Il debutto di King Digital Entertainment, azienda sviluppatrice di quel Candy Crush che fa impazzire ben 97 milioni di persone, possiamo archiviarla come la cronaca di un (quasi) disastro annunciato. Nonostante l’evento/avvento si attendesse come uno dei più interessanti del panorama tech degli ultimi mesi – forse al pari delle fanfare che accompagnarono Zuckeberg nell’ingresso a Wall Street– qualche dubbio c’era già, eccome.
Vediamo insieme di capire come è stato questo debutto e quali sono i motivi principali di quello che non è esattamente un disastro ma non è neanche un risultato che fa ben sperare.
L’attesa di King a Wall Street era legata, ovviamente, all’Ipo: ci si attendava un inizio schioppettante con un’offerta iniziale che poteva raggiungere i 24 dollari ad azione; poi Wall Street Journal ha raffreddato gli animi con la notizia che l’offerta sarebbe stata di 22,50 dollari, che avrebbe portato la King ad avere una capitalizzazione intorno ai 6-7 miliardi di dollari.
Non tanto il debutto fu preoccupante, quanto quello che accadde poco dopo:Zynga entrò in borsa con una capitalizzazione stimata a 7 miliardi di dollari che oggi raggiunge i 4,2 miliardi ma nel crso degli anni ha avuto picchi di discesa fino all’80%. È al momento uno dei titoli più a rischio secondo RapidRatings. Il crollo di Zynga coincide con quello del suo gioco più famoso, appunto Farmville, che all’epoca costituiva il 90% delle entrate della società.
Sono dunque gli acquisti in app a generare rendita. Questo meccanismo ha fatto sì che i ricavi di King Digital sono aumentati, rispetto al 2012, da $164 milioni a $1,8 miliardi. L’utile è balzato da $8 milioni a $568 milioni. E come la mettiamo allora col fatto che l’azienda è anche sviluppatrice di ben altri 180 giochi?
Consideriamo anche la particolare storia della società: King Digital Entertainment è guidata dal Ceo co-fondatatore Riccardo Zacconi (eggià, un italiano, romano per la precisione, che si trasferì in Nord Europa) ed ha base a Dublino. Ha una storia lunga, dal momento che è nata in Svezia nel 2003. Il 48.2% di King Digital appartiene ad Apax Partners, un private equity di Londra, mentre Index Ventures possiede l’8.3%.

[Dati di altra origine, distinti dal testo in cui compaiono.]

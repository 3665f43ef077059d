use std::sync::Arc;

use uuid::Uuid;

use crate::domain::authorization::AuthorizationResolver;
use crate::domain::page::Page;
use crate::domain::tender::Tender;
use crate::error::{ProcurementError, Result};
use crate::storage::{BidRepository, TenderRepository};
use crate::versioning::EntityKind;

use super::value_objects::BidStatus;
use super::views::{BidView, ReviewView};

// ============================================================================
// Bid Queries - read-only use cases
// ============================================================================

pub struct BidQueries {
    authz: Arc<AuthorizationResolver>,
    bids: Arc<dyn BidRepository>,
    tenders: Arc<dyn TenderRepository>,
}

impl BidQueries {
    pub fn new(
        authz: Arc<AuthorizationResolver>,
        bids: Arc<dyn BidRepository>,
        tenders: Arc<dyn TenderRepository>,
    ) -> Self {
        Self { authz, bids, tenders }
    }

    /// Published bids on a tender, visible to the tender's organization
    pub async fn list_bids_for_tender(&self, tender_id: Uuid, username: &str, page: Page) -> Result<Vec<BidView>> {
        let actor = self.authz.resolve_actor(username).await?;
        let tender = self.load_tender(tender_id).await?;
        self.authz.authorize_mutation(&actor, &tender)?;

        let bids = self.bids.list_published_for_tender(tender_id, page).await?;
        tracing::debug!(tender_id = %tender_id, count = bids.len(), "Listed bids for tender");
        Ok(bids.iter().map(BidView::from).collect())
    }

    pub async fn list_my_bids(&self, username: &str, page: Page) -> Result<Vec<BidView>> {
        let employee = self.authz.identity().resolve_employee(username).await?;
        let bids = self.bids.list_by_creator(&employee.username, page).await?;
        Ok(bids.iter().map(BidView::from).collect())
    }

    /// Feedback left on `author_username`'s bids for the tender
    pub async fn list_reviews(
        &self,
        tender_id: Uuid,
        author_username: &str,
        requester_username: &str,
        page: Page,
    ) -> Result<Vec<ReviewView>> {
        let requester = self.authz.resolve_actor(requester_username).await?;
        let author = self.authz.identity().resolve_employee(author_username).await?;
        let tender = self.load_tender(tender_id).await?;
        self.authz.authorize_review(&requester, &tender)?;

        let feedback = self.bids.list_feedback(tender_id, &author.username, page).await?;
        Ok(feedback.iter().map(ReviewView::from).collect())
    }

    /// Readable by the bidder's organization and by the tender's organization
    pub async fn bid_status(&self, bid_id: Uuid, username: &str) -> Result<BidStatus> {
        let actor = self.authz.resolve_actor(username).await?;
        let bid = self
            .bids
            .find_live(bid_id)
            .await?
            .ok_or_else(|| ProcurementError::not_found(EntityKind::Bid, bid_id))?;

        if actor.belongs_to(bid.organization_id) {
            return Ok(bid.status);
        }

        let tender = self.load_tender(bid.tender_id).await?;
        self.authz
            .authorize_owner(&actor, EntityKind::Bid, bid.id, tender.organization_id)?;
        Ok(bid.status)
    }

    async fn load_tender(&self, tender_id: Uuid) -> Result<Tender> {
        self.tenders
            .find_live(tender_id)
            .await?
            .ok_or_else(|| ProcurementError::not_found(EntityKind::Tender, tender_id))
    }
}
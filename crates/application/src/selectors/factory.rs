use std::sync::Arc;

pub use dns_select_domain::RANDOM_SELECTOR;

use super::{MetadataSelector, RandomSelector, Selector};

/// Maps a policy name to a selector. Any name other than
/// [`RANDOM_SELECTOR`] is treated as a metadata key; a key that never
/// resolves simply makes the selector always fall back to the default.
pub fn get_selector<I, S>(name: &str, options: I) -> Arc<dyn Selector>
where
    I: IntoIterator<Item = S>,
    S: Into<Arc<str>>,
{
    match name {
        RANDOM_SELECTOR => Arc::new(RandomSelector::new(options)),
        key => Arc::new(MetadataSelector::new(key, options)),
    }
}

#[cfg(test)]
mod tests {
    use super::*;

    #[test]
    fn test_reserved_name_builds_random_selector() {
        let selector = get_selector(RANDOM_SELECTOR, ["a", "b"]);
        assert_eq!(selector.name(), "random");
        assert_eq!(selector.options().len(), 2);
    }

    #[test]
    fn test_other_names_build_metadata_selector() {
        for name in ["region", "geoip/country/code", "random", "@other"] {
            let selector = get_selector(name, ["eu"]);
            assert_eq!(selector.name(), "metadata", "name {name}");
        }
    }
}
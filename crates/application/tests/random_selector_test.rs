use dns_select_application::selectors::{RandomSelector, Selector};
use dns_select_domain::{QueryMetadata, SelectionResult, SelectorCriteria};
use std::collections::HashMap;

#[test]
fn test_empty_options_return_default() {
    let selector = RandomSelector::new(Vec::<String>::new());
    let metadata = QueryMetadata::new();

    let criteria = [
        SelectorCriteria::new(&metadata, "udp"),
        SelectorCriteria::new(&metadata, "tcp").with_src("192.0.2.1".parse().unwrap()),
        SelectorCriteria::new(&metadata, "udp").with_ecs("203.0.113.0/24".parse().unwrap()),
    ];

    for criteria in &criteria {
        for _ in 0..10 {
            assert_eq!(selector.select(criteria), SelectionResult::default());
        }
    }
}

#[test]
fn test_distribution_is_uniform() {
    const DRAWS: usize = 30_000;
    let options = ["a", "b", "c"];
    let selector = RandomSelector::new(options);
    let metadata = QueryMetadata::new();
    let criteria = SelectorCriteria::new(&metadata, "udp");

    let mut counts: HashMap<String, usize> = HashMap::new();
    for _ in 0..DRAWS {
        let result = selector.select(&criteria);
        assert_eq!(result.ecs_scope_prefix_length, 0);
        *counts.entry(result.option).or_default() += 1;
    }

    assert_eq!(counts.len(), options.len());

    let expected = DRAWS as f64 / options.len() as f64;
    let chi_square: f64 = options
        .iter()
        .map(|o| {
            let observed = counts.get(*o).copied().unwrap_or(0) as f64;
            (observed - expected).powi(2) / expected
        })
        .sum();

    // Critical value for 2 degrees of freedom at p = 0.0001.
    assert!(chi_square < 18.42, "chi-square {chi_square} for {counts:?}");
}

#[test]
fn test_criteria_do_not_influence_choice_set() {
    let selector = RandomSelector::new(["a", "b"]);
    let mut metadata = QueryMetadata::new();
    metadata.set_value("region", "zz");
    let criteria = SelectorCriteria::new(&metadata, "tcp")
        .with_src("2001:db8::1".parse().unwrap());

    for _ in 0..100 {
        let option = selector.select(&criteria).option;
        assert!(option == "a" || option == "b");
    }
}
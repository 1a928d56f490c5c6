mod geo_lookup;
mod metadata_provider;
mod query_request;

pub use geo_lookup::GeoLookup;
pub use metadata_provider::MetadataProvider;
pub use query_request::QueryRequest;
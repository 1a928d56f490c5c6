use dns_select_domain::{SelectionResult, SelectorCriteria};
use ring::error::Unspecified;
use ring::rand::{SecureRandom, SystemRandom};
use std::fmt;
use std::sync::Arc;
use tracing::warn;

use super::{collect_options, Selector};

/// Source of cryptographically secure random bytes.
pub trait EntropySource: Send + Sync {
    fn fill(&self, dest: &mut [u8]) -> Result<(), Unspecified>;
}

impl EntropySource for SystemRandom {
    fn fill(&self, dest: &mut [u8]) -> Result<(), Unspecified> {
        SecureRandom::fill(self, dest)
    }
}

/// Chooses one of the options uniformly at random, independent of the query.
pub struct RandomSelector {
    options: Arc<[Arc<str>]>,
    entropy: Box<dyn EntropySource>,
}

impl RandomSelector {
    pub fn new<I, S>(options: I) -> Self
    where
        I: IntoIterator<Item = S>,
        S: Into<Arc<str>>,
    {
        Self::with_entropy(options, SystemRandom::new())
    }

    pub fn with_entropy<I, S, E>(options: I, entropy: E) -> Self
    where
        I: IntoIterator<Item = S>,
        S: Into<Arc<str>>,
        E: EntropySource + 'static,
    {
        Self {
            options: collect_options(options),
            entropy: Box::new(entropy),
        }
    }
}

impl Selector for RandomSelector {
    fn select(&self, _criteria: &SelectorCriteria<'_>) -> SelectionResult {
        if self.options.is_empty() {
            return SelectionResult::default();
        }

        match uniform_index(self.entropy.as_ref(), self.options.len()) {
            Ok(index) => SelectionResult::new(self.options[index].as_ref(), 0),
            Err(_) => {
                warn!(options = self.options.len(), "Entropy source failed, using default");
                SelectionResult::default()
            }
        }
    }

    fn name(&self) -> &'static str {
        "random"
    }

    fn options(&self) -> &[Arc<str>] {
        &self.options
    }
}

impl fmt::Debug for RandomSelector {
    fn fmt(&self, f: &mut fmt::Formatter<'_>) -> fmt::Result {
        f.debug_struct("RandomSelector")
            .field("options", &self.options)
            .finish_non_exhaustive()
    }
}

/// Draws an index in `[0, len)` without modulo bias.
///
/// Draws falling in the incomplete last block of `len` values are rejected,
/// so every index has the same number of accepting draws.
fn uniform_index(entropy: &dyn EntropySource, len: usize) -> Result<usize, Unspecified> {
    let bound = len as u64;
    // 2^64 mod bound
    let remainder = (u64::MAX % bound + 1) % bound;
    let limit = u64::MAX - remainder;

    loop {
        let mut buf = [0u8; 8];
        entropy.fill(&mut buf)?;
        let value = u64::from_be_bytes(buf);
        if value <= limit {
            return Ok((value % bound) as usize);
        }
    }
}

Una storia lunga ma il successo, quello vero, coincide con la nascita di Candy Crush e soprattutto della sua versione mobile: la società ha realizzato utili negli ultimi anni, ma ha avuto un inizio difficile.
King, precedentemente noto come King.com, è stata salvata dalla bancarotta nella vigilia di Natale del 2003, ha iniziato a crear profitto nel 2005 e da lì in poi ha realizzato il suo successo fino con Candy Crush su Facebook nell’aprile 2012. Nel novembre dello stesso anno il gioco è stato rilasciato su dispositivi Apple e sui dispositivi Android un mese dopo.

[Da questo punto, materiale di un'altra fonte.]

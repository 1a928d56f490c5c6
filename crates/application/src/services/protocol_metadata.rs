use dns_select_domain::QueryMetadata;

use crate::ports::{MetadataProvider, QueryRequest};

/// Metadata key holding the transport protocol of the query.
pub const PROTOCOL_NAME_KEY: &str = "protocol_metadata/name";

/// Publishes the transport protocol, so that a SELECT record can choose
/// its answer per protocol with `selector = "protocol_metadata/name"`.
#[derive(Debug, Default)]
pub struct ProtocolMetadataProvider;

impl ProtocolMetadataProvider {
    pub fn new() -> Self {
        Self
    }
}

impl MetadataProvider for ProtocolMetadataProvider {
    fn name(&self) -> &'static str {
        "protocol_metadata"
    }

    fn populate(&self, request: &dyn QueryRequest, metadata: &mut QueryMetadata) {
        let protocol = request.protocol().to_string();
        metadata.set_value_fn(PROTOCOL_NAME_KEY, move || protocol.clone());
    }
}
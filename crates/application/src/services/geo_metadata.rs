use dns_select_domain::{ecs_scope_key, GeoCity, QueryMetadata};
use std::sync::Arc;
use tracing::debug;

use crate::criteria::{client_subnet, parse_source};
use crate::ports::{GeoLookup, MetadataProvider, QueryRequest};

/// Prefix shared by every key the geo provider publishes.
pub const GEOIP_PREFIX: &str = "geoip";

/// Publishes geographic attributes of the client under `geoip/...`.
///
/// The lookup uses the EDNS Client Subnet address when the query carries
/// one, the source address otherwise. A `/0` subnet publishes nothing, so
/// geo-keyed selectors fall back to the base. Every value is paired with its
/// `/_ecs-scope` companion: the prefix length of the matched network for
/// ECS lookups, `0` for lookups on the source address.
pub struct GeoMetadataProvider {
    lookup: Arc<dyn GeoLookup>,
}

impl GeoMetadataProvider {
    pub fn new(lookup: Arc<dyn GeoLookup>) -> Self {
        Self { lookup }
    }
}

impl MetadataProvider for GeoMetadataProvider {
    fn name(&self) -> &'static str {
        "geoip"
    }

    fn populate(&self, request: &dyn QueryRequest, metadata: &mut QueryMetadata) {
        let (addr, via_ecs) = match client_subnet(request) {
            // Source prefix 0: the client asked for no location to be used.
            Some(subnet) if subnet.prefix() == 0 => {
                debug!("Client subnet /0, skipping GeoIP lookup");
                return;
            }
            Some(subnet) => (subnet.ip(), true),
            None => match parse_source(request.source_address()) {
                Some(ip) => (ip, false),
                None => {
                    debug!(
                        source = request.source_address(),
                        "No usable client address for GeoIP lookup"
                    );
                    return;
                }
            },
        };

        let Some(found) = self.lookup.lookup(addr) else {
            debug!(addr = %addr, "No GeoIP entry for address");
            return;
        };

        let scope = if via_ecs { found.network_prefix } else { 0 };
        debug!(addr = %addr, scope, "GeoIP entry found");
        set_city_metadata(metadata, &found.city, scope);
    }
}

fn set_city_metadata(metadata: &mut QueryMetadata, city: &GeoCity, scope: u8) {
    let scope = scope.to_string();
    let mut set = |suffix: &str, value: String| {
        let key = format!("{GEOIP_PREFIX}{suffix}");
        metadata.set_value(ecs_scope_key(&key), scope.clone());
        metadata.set_value(key, value);
    };

    let text = |value: &Option<Arc<str>>| value.as_deref().unwrap_or_default().to_string();

    set("/city/name", text(&city.city_name));
    set("/country/name", text(&city.country_name));
    set("/continent/name", text(&city.continent_name));
    set("/country/code", text(&city.country_code));
    set(
        "/country/is_in_european_union",
        city.is_in_european_union.to_string(),
    );
    set("/continent/code", text(&city.continent_code));
    set("/latitude", city.latitude.to_string());
    set("/longitude", city.longitude.to_string());
    set("/timezone", text(&city.timezone));
    set("/postalcode", text(&city.postal_code));
}
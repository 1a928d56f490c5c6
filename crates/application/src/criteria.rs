use dns_select_domain::{ClientSubnetOption, EdnsOption, QueryMetadata, SelectorCriteria};
use ipnetwork::IpNetwork;
use std::net::{IpAddr, SocketAddr};
use std::sync::Arc;
use tracing::debug;

use crate::ports::QueryRequest;

/// Derives the selection criteria for `request`.
///
/// Never fails: an unparsable source address leaves `src` unset and a
/// missing or unusable Client Subnet option leaves `ecs` unset.
pub fn extract_criteria<'a>(
    metadata: &'a QueryMetadata,
    request: &dyn QueryRequest,
) -> SelectorCriteria<'a> {
    SelectorCriteria {
        metadata,
        src: parse_source(request.source_address()),
        protocol: Arc::from(request.protocol()),
        ecs: client_subnet(request),
    }
}

/// Returns the client network announced through EDNS Client Subnet.
///
/// Options are processed in declaration order and the last usable one wins.
/// Options whose prefix does not fit the address are skipped.
pub fn client_subnet(request: &dyn QueryRequest) -> Option<IpNetwork> {
    let mut subnet = None;

    for option in request.edns_options()? {
        match option {
            EdnsOption::ClientSubnet(ecs) => match subnet_from_option(ecs) {
                Some(network) => subnet = Some(network),
                None => {
                    debug!(
                        source_prefix = ecs.source_prefix,
                        address_len = ecs.address.len(),
                        "Ignoring client subnet option with invalid prefix"
                    );
                }
            },
            EdnsOption::Other { .. } => {}
        }
    }

    subnet
}

fn subnet_from_option(ecs: &ClientSubnetOption) -> Option<IpNetwork> {
    let addr = match ecs.address.len() {
        4 => {
            let octets: [u8; 4] = ecs.address.as_slice().try_into().ok()?;
            IpAddr::from(octets)
        }
        16 => {
            let octets: [u8; 16] = ecs.address.as_slice().try_into().ok()?;
            IpAddr::from(octets)
        }
        _ => return None,
    };

    // Mask width is bounded by the address length, not by the family field.
    let max_prefix = ecs.address.len() * 8;
    if usize::from(ecs.source_prefix) > max_prefix {
        return None;
    }

    IpNetwork::new(addr, ecs.source_prefix).ok()
}

/// Parses a transport source address, either a bare IP or `ip:port`.
pub(crate) fn parse_source(source: &str) -> Option<IpAddr> {
    source
        .parse::<IpAddr>()
        .ok()
        .or_else(|| source.parse::<SocketAddr>().ok().map(|s| s.ip()))
}

#[cfg(test)]
mod tests {
    use super::*;

    fn ecs(address: Vec<u8>, source_prefix: u8) -> EdnsOption {
        EdnsOption::ClientSubnet(ClientSubnetOption::new(1, source_prefix, 0, address))
    }

    #[test]
    fn test_subnet_from_ipv4_option() {
        let option = ClientSubnetOption::new(1, 24, 0, vec![203, 0, 113, 0]);
        let network = subnet_from_option(&option).unwrap();
        assert_eq!(network, "203.0.113.0/24".parse::<IpNetwork>().unwrap());
    }

    #[test]
    fn test_subnet_from_ipv6_option() {
        let mut address = vec![0x20, 0x01, 0x0d, 0xb8];
        address.resize(16, 0);
        let option = ClientSubnetOption::new(2, 32, 0, address);

        let network = subnet_from_option(&option).unwrap();
        assert_eq!(network, "2001:db8::/32".parse::<IpNetwork>().unwrap());
    }

    #[test]
    fn test_prefix_longer_than_address_is_rejected() {
        let option = ClientSubnetOption::new(1, 33, 0, vec![203, 0, 113, 0]);
        assert!(subnet_from_option(&option).is_none());
    }

    #[test]
    fn test_prefix_limit_follows_address_length() {
        // IPv6-sized address under an IPv4 family tag still allows /64.
        let option = ClientSubnetOption::new(1, 64, 0, vec![0; 16]);
        assert!(subnet_from_option(&option).is_some());
    }

    #[test]
    fn test_unusual_address_length_is_rejected() {
        let option = ClientSubnetOption::new(1, 8, 0, vec![10, 0, 0]);
        assert!(subnet_from_option(&option).is_none());
    }

    #[test]
    fn test_parse_source_accepts_socket_address() {
        assert_eq!(parse_source("192.0.2.1"), Some("192.0.2.1".parse().unwrap()));
        assert_eq!(parse_source("[2001:db8::1]:5353"), Some("2001:db8::1".parse().unwrap()));
        assert_eq!(parse_source("not-an-ip"), None);
        assert_eq!(parse_source(""), None);
    }

    struct Request(Option<Vec<EdnsOption>>);

    impl QueryRequest for Request {
        fn source_address(&self) -> &str {
            "198.51.100.7"
        }

        fn protocol(&self) -> &str {
            "udp"
        }

        fn edns_options(&self) -> Option<&[EdnsOption]> {
            self.0.as_deref()
        }
    }

    #[test]
    fn test_invalid_option_keeps_previous_subnet() {
        let request = Request(Some(vec![
            ecs(vec![203, 0, 113, 0], 24),
            ecs(vec![198, 51, 100, 0], 40),
        ]));

        assert_eq!(
            client_subnet(&request),
            Some("203.0.113.0/24".parse().unwrap())
        );
    }
}
mod geo_metadata;
mod protocol_metadata;

pub use geo_metadata::{GeoMetadataProvider, GEOIP_PREFIX};
pub use protocol_metadata::{ProtocolMetadataProvider, PROTOCOL_NAME_KEY};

L’azienda ha dichiarato che 1.000 miliardi di caramelle sono state schiacciate fino ad oggi e gli utenti hanno trascorso l’equivalente di 103 mila anni di tempo sul gioco! Tutto bellissimo e sensazionale, ma se il gioco passasse di moda?

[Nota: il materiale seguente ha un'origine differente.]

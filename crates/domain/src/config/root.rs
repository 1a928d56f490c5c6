use ipnetwork::IpNetwork;
use rustc_hash::FxHashSet;
use serde::{Deserialize, Serialize};

use super::errors::ConfigError;
use super::geoip::GeoipConfig;
use super::logging::LoggingConfig;
use super::select::SelectConfig;

const LOCAL_CONFIG_PATH: &str = "dns-select.toml";
const SYSTEM_CONFIG_PATH: &str = "/etc/dns-select/config.toml";

/// Main configuration structure
#[derive(Debug, Clone, Deserialize, Serialize, Default)]
pub struct Config {
    /// Logging configuration
    #[serde(default)]
    pub logging: LoggingConfig,

    /// SELECT records and their policies
    #[serde(default)]
    pub select: SelectConfig,

    /// Static GeoIP networks
    #[serde(default)]
    pub geoip: GeoipConfig,
}

impl Config {
    /// Load configuration from file or use defaults
    ///
    /// Priority order:
    /// 1. Explicitly provided path
    /// 2. dns-select.toml in current directory
    /// 3. /etc/dns-select/config.toml
    /// 4. Default configuration
    pub fn load(path: Option<&str>, cli_overrides: CliOverrides) -> Result<Self, ConfigError> {
        let mut config = if let Some(path) = path {
            Self::from_file(path)?
        } else if std::path::Path::new(LOCAL_CONFIG_PATH).exists() {
            Self::from_file(LOCAL_CONFIG_PATH)?
        } else if std::path::Path::new(SYSTEM_CONFIG_PATH).exists() {
            Self::from_file(SYSTEM_CONFIG_PATH)?
        } else {
            Self::default()
        };

        config.apply_cli_overrides(cli_overrides);
        Ok(config)
    }

    fn from_file(path: &str) -> Result<Self, ConfigError> {
        let contents = std::fs::read_to_string(path)
            .map_err(|e| ConfigError::FileRead(path.to_string(), e.to_string()))?;
        Self::from_toml(&contents)
    }

    pub fn from_toml(contents: &str) -> Result<Self, ConfigError> {
        toml::from_str(contents).map_err(|e| ConfigError::Parse(e.to_string()))
    }

    fn apply_cli_overrides(&mut self, overrides: CliOverrides) {
        if let Some(level) = overrides.log_level {
            self.logging.level = level;
        }
        if let Some(json) = overrides.log_json {
            self.logging.json = json;
        }
    }

    /// Validate configuration
    pub fn validate(&self) -> Result<(), ConfigError> {
        let mut names = FxHashSet::default();
        for record in &self.select.records {
            record
                .validate()
                .map_err(|e| ConfigError::Validation(e.to_string()))?;

            let normalized = record.name.trim_end_matches('.').to_ascii_lowercase();
            if !names.insert(normalized) {
                return Err(ConfigError::Validation(format!(
                    "Duplicate SELECT record '{}'",
                    record.name
                )));
            }
        }

        for network in &self.geoip.networks {
            network.cidr.parse::<IpNetwork>().map_err(|e| {
                ConfigError::Validation(format!("Invalid GeoIP CIDR {}: {}", network.cidr, e))
            })?;
        }

        Ok(())
    }
}

/// Command-line overrides for configuration
#[derive(Debug, Default)]
pub struct CliOverrides {
    pub log_level: Option<String>,
    pub log_json: Option<bool>,
}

Tuttavia, a differenza di molte altre aziende tech che sono andati di recente a Wall Street, King Digital è al momento redditizia, non ha debiti e ha generato un flusso di cassa positivo negli ultimi nove anni, cioè ben prima dell’arrivo di Candy Crush.
Insomma, rientra in quelle aziende del gaming che si possono dire “solide”: certo, non si tratta della Blizzard, ma c’è ancora da vedere come si evolverà il mercato delle mobile gaming app e se King si dimostrerà degna del suo nome.